18. On 12 May 2010 the Constitutional Court adopted a decision by which it refused to institute proceedings. It noted that the contested provisions of the Law of Civil Procedure regulated only the procedural aspects of the proceedings on divesting a person of legal capacity, whereas the applicant had failed to contest the constitutionality of the substantive norms concerning incapacitation as laid down in the Civil Law.
COMPLAINTS
19. The applicant complains under Article 8 of the Convention that his right to respect for his private life was disproportionately restricted by the decisions of the domestic courts, which left him fully divested of his legal capacity.
20. The applicant further complains under Article 6 of the Convention that he was denied access to a court to seek the reinstatement of his legal capacity, owing to the fact that the Sigulda Orphans’ Court refused to submit an appeal of points of law in the proceedings concerning restoration of the applicant’s legal capacity.
THE LAW
21. The Court received the following declaration from the Government:
“I, Inga Reine, the Agent for the Government, declare that the Government of Latvia offer to pay, ex gratia, to Mr Sergejs Dudarevs, with a view to securing a friendly settlement of the above-mentioned case pending before the European Court of Human Rights 18,000 euros, plus any tax that may be chargeable to the applicant.
This sum will be converted into Latvian lats (LVL) at the rate applicable on the date of payment, and will be payable within three months from the date of notification of the decision by the Court pursuant to Article 37 § 1 of the European Convention on Human Rights. In the event of failure to pay this sum within the said three-month period, the Government undertake to pay simple interest on it, from expiry of that period until settlement, at a rate equal to the marginal lending rate of the European Central Bank during the default period plus three percentage points.

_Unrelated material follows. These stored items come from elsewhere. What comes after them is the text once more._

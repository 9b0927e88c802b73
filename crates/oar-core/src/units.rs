//! SI quantities for reporting vessel runs in nautical units.

pub use uom::si::f64::{Length, Mass, Velocity};

#[inline]
pub fn kg(v: f64) -> Mass {
    use uom::si::mass::kilogram;
    Mass::new::<kilogram>(v)
}

#[inline]
pub fn m(v: f64) -> Length {
    use uom::si::length::meter;
    Length::new::<meter>(v)
}

#[inline]
pub fn mps(v: f64) -> Velocity {
    use uom::si::velocity::meter_per_second;
    Velocity::new::<meter_per_second>(v)
}

#[inline]
pub fn to_knots(v: Velocity) -> f64 {
    use uom::si::velocity::knot;
    v.get::<knot>()
}

#[inline]
pub fn to_nautical_miles(l: Length) -> f64 {
    use uom::si::length::nautical_mile;
    l.get::<nautical_mile>()
}

/// Kinetic energy (J) of a load moving at `speed`.
pub fn kinetic_energy_j(mass: Mass, speed: Velocity) -> f64 {
    use uom::si::energy::joule;
    let energy: uom::si::f64::Energy = mass * speed * speed * 0.5;
    energy.get::<joule>()
}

The payment will constitute the final resolution of the case.”
22. The Court received the following declaration signed by the applicant’s representative:
“I, Edgars Endzelis, note that the Government of Latvia are prepared to pay, ex gratia, to Mr Sergejs Dudarevs, with a view to securing a friendly settlement of the above-mentioned case pending before the European Court of Human Rights, 18,000 euros, plus any tax that may be chargeable to the applicant.
This sum will be converted into Latvian lats (LVL) at the rate applicable on the date of payment, and will be payable within three months from the date of notification of the decision by the Court pursuant to Article 37 § 1 of the European Convention on Human Rights. From the expiry of the above-mentioned three months until settlement simple interest shall be payable on the above amount at a rate equal to the marginal lending rate of the European Central Bank during the default period plus three percentage points.

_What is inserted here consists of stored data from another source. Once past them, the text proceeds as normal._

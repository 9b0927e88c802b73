//! Capability contract for anything that can be driven around the plane.

use oar_core::OarResult;
use serde::{Deserialize, Serialize};

/// Planar position in metres. The x axis points along heading 0.
#[derive(Clone, Copy, Debug, Default, PartialEq, Serialize, Deserialize)]
pub struct Position {
    pub x: f64,
    pub y: f64,
}

impl Position {
    pub const ORIGIN: Position = Position { x: 0.0, y: 0.0 };

    pub fn new(x: f64, y: f64) -> Self {
        Self { x, y }
    }

    pub fn distance_to(&self, other: &Position) -> f64 {
        (other.x - self.x).hypot(other.y - self.y)
    }

    pub fn is_finite(&self) -> bool {
        self.x.is_finite() && self.y.is_finite()
    }
}

/// A vehicle that advances in discrete ticks.
///
/// Headings are in degrees, 0 = north, growing clockwise. `rotation` is a
/// normalized turning intensity in [-1, 1]; each implementor decides how it
/// maps to an actual turn rate.
pub trait Vehicle {
    /// Advance the vehicle by `time_delta` seconds.
    fn advance(&mut self, time_delta: f64) -> OarResult<()>;

    fn position(&self) -> Position;
    fn set_position(&mut self, position: Position);

    fn speed(&self) -> f64;
    fn set_speed(&mut self, speed: f64);

    fn direction(&self) -> f64;
    fn set_direction(&mut self, direction: f64);

    fn rotation(&self) -> f64;
    fn set_rotation(&mut self, rotation: f64);
}

/// A vehicle with a throttle and a buoyancy state.
pub trait Propelled: Vehicle {
    /// Normalized throttle intensity in [-1, 1].
    fn acceleration(&self) -> f64;
    fn set_acceleration(&mut self, acceleration: f64);

    fn is_afloat(&self) -> bool;
}

#[cfg(test)]
mod tests {
    use super::*;

    #[test]
    fn distance_between_positions() {
        let a = Position::ORIGIN;
        let b = Position::new(3.0, -4.0);
        assert!((a.distance_to(&b) - 5.0).abs() < 1e-12);
    }

    #[test]
    fn finite_check() {
        assert!(Position::new(1.0, 2.0).is_finite());
        assert!(!Position::new(f64::NAN, 2.0).is_finite());
    }
}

Having consulted my client, I would inform you that he accepts the proposal and waives any further claims against Latvia in respect of the facts giving rise to this application. He declares that this constitutes a final resolution of the case.”
23. The Court takes note of the friendly settlement reached between the parties. It is satisfied that the settlement is based on respect for human rights as defined in the Convention and its Protocols and finds no reasons to justify a continued examination of the application (Article 37 § 1 in fine of the Convention). Accordingly, the case should be struck out of the list.
For these reasons, the Court unanimously
Decides to strike the application out of its list of cases.